▸ **Required action**
State how many lines in these records contain the word "create", and nothing else.

>>

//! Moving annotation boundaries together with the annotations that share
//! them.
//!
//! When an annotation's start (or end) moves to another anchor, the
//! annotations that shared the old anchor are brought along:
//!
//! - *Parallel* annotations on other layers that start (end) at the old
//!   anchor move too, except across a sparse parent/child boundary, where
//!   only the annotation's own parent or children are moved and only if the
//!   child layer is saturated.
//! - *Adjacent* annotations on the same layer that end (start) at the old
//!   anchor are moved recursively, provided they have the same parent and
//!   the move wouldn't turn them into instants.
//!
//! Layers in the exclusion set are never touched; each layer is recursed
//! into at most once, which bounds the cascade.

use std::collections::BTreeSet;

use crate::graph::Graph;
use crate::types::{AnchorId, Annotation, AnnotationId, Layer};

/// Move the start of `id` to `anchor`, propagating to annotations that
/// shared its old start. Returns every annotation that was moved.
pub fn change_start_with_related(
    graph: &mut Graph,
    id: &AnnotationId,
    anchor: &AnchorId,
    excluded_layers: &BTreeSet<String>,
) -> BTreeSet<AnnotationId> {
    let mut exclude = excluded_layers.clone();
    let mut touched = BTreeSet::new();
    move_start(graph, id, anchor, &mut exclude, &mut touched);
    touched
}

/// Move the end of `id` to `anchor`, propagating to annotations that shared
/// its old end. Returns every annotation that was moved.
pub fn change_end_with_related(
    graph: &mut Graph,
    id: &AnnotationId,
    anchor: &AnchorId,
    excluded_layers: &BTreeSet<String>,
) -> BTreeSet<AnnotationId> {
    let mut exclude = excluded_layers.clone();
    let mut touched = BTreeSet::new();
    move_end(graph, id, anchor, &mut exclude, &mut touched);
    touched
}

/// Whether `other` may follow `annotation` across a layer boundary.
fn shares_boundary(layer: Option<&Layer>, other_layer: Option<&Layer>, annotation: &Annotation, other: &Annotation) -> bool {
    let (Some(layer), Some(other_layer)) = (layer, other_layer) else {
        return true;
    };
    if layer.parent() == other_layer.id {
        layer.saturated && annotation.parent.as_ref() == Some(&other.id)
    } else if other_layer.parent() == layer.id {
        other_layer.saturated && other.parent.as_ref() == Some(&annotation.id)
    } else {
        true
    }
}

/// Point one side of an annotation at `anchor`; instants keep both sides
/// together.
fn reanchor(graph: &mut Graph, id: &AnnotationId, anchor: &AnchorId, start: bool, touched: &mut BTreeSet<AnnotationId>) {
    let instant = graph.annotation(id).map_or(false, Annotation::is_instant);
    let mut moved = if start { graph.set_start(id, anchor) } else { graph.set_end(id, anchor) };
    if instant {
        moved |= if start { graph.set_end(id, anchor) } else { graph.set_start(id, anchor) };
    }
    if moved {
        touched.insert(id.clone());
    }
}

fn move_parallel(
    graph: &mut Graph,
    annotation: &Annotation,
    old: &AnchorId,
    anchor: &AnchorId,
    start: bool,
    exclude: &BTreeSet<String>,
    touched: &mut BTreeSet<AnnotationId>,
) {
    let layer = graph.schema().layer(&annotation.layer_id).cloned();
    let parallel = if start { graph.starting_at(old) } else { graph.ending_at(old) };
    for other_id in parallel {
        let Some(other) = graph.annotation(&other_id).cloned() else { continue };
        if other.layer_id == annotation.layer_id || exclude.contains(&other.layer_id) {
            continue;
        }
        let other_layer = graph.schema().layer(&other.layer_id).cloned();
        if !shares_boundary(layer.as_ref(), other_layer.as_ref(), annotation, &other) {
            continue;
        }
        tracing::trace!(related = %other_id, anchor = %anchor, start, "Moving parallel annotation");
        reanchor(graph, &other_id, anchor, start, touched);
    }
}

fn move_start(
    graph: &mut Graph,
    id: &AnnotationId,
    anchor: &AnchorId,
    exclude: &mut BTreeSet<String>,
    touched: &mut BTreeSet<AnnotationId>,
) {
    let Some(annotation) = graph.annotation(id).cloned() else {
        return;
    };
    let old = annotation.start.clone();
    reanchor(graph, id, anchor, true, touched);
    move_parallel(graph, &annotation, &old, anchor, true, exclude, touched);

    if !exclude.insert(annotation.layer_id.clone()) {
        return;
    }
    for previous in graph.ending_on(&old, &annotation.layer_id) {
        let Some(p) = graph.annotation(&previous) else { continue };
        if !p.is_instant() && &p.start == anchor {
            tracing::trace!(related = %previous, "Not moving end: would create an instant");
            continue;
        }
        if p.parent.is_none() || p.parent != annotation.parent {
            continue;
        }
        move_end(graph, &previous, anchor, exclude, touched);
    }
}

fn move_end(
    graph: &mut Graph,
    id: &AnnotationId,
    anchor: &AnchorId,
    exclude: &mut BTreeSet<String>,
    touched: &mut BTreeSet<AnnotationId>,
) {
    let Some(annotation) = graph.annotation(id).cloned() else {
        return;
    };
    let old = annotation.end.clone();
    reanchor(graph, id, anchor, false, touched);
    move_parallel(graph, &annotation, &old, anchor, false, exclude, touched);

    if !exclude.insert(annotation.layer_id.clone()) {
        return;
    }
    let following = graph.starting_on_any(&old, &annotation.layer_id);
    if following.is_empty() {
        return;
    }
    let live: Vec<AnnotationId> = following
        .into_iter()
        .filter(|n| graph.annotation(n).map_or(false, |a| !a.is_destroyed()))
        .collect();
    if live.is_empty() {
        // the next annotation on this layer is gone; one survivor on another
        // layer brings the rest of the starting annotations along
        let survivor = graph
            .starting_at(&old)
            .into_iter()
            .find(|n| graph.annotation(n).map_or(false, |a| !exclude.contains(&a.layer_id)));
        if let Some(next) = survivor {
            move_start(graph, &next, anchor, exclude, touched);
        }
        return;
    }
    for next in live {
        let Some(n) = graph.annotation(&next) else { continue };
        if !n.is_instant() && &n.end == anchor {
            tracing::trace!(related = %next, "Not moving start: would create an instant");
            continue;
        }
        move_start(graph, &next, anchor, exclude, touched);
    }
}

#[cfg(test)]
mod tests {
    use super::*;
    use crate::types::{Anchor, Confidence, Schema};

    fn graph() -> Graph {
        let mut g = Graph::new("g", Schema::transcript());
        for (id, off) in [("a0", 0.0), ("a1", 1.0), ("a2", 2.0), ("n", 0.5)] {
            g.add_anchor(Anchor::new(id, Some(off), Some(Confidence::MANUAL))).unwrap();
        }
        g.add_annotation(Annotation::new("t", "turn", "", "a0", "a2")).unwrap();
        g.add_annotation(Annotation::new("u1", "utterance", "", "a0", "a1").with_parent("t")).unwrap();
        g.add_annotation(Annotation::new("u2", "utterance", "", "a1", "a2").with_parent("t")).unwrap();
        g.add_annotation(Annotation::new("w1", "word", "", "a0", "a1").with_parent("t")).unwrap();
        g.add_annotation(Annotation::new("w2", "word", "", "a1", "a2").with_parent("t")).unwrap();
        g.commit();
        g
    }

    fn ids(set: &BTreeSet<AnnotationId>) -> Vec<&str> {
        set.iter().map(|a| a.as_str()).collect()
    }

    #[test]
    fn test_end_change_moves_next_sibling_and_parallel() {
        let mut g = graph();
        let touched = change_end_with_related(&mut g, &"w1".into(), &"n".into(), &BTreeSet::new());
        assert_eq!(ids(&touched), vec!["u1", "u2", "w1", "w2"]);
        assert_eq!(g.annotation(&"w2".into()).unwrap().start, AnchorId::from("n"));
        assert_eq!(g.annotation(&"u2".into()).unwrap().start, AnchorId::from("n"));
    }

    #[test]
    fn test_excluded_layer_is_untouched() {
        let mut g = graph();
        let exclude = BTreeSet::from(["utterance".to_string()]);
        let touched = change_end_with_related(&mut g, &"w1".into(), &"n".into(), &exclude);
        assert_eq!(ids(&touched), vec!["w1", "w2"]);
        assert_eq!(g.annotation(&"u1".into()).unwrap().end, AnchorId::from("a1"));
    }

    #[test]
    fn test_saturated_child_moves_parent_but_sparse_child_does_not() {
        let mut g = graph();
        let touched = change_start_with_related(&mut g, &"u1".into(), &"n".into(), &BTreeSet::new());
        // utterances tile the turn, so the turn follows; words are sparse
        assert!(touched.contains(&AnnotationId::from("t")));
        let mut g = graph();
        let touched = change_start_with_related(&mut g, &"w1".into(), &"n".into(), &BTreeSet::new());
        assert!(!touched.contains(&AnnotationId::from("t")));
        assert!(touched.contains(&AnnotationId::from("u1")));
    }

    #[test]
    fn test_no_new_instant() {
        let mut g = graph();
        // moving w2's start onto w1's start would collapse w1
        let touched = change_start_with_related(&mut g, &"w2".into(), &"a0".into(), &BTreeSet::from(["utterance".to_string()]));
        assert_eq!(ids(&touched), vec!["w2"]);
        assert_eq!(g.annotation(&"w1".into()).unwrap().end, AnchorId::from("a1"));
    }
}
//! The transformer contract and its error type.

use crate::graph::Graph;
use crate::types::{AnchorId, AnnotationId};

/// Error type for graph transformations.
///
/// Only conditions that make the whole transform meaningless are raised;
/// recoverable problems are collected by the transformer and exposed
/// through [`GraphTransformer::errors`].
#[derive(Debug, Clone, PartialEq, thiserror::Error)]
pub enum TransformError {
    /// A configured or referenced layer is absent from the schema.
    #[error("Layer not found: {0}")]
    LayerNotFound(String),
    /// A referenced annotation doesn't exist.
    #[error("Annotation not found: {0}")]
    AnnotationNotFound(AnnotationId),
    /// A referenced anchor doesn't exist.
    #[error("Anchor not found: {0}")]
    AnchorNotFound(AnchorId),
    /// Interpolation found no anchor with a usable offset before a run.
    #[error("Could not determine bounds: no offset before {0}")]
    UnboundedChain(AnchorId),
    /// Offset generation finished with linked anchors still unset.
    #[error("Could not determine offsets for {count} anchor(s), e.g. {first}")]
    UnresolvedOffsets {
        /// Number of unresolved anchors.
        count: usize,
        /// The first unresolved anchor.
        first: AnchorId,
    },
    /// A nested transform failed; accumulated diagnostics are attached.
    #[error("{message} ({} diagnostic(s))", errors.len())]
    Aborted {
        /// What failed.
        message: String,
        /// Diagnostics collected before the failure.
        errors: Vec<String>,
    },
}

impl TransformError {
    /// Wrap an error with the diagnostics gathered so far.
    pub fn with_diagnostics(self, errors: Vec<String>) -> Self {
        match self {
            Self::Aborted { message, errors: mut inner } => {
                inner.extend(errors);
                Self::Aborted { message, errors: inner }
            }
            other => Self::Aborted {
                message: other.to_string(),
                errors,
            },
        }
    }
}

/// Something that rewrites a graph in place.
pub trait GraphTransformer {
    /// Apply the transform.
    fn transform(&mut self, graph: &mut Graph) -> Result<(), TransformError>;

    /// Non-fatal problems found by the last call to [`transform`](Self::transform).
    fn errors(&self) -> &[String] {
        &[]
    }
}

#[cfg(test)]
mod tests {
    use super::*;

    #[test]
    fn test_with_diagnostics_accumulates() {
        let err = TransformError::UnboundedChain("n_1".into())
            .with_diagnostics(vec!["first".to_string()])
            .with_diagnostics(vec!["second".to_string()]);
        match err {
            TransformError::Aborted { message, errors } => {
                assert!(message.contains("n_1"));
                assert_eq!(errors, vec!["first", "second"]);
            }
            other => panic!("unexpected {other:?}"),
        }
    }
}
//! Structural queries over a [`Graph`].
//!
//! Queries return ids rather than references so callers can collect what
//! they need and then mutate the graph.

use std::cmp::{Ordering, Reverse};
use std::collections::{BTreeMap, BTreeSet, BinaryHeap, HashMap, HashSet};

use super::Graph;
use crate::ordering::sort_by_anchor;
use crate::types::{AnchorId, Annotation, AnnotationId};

<<

▸ **Solution to this problem**
2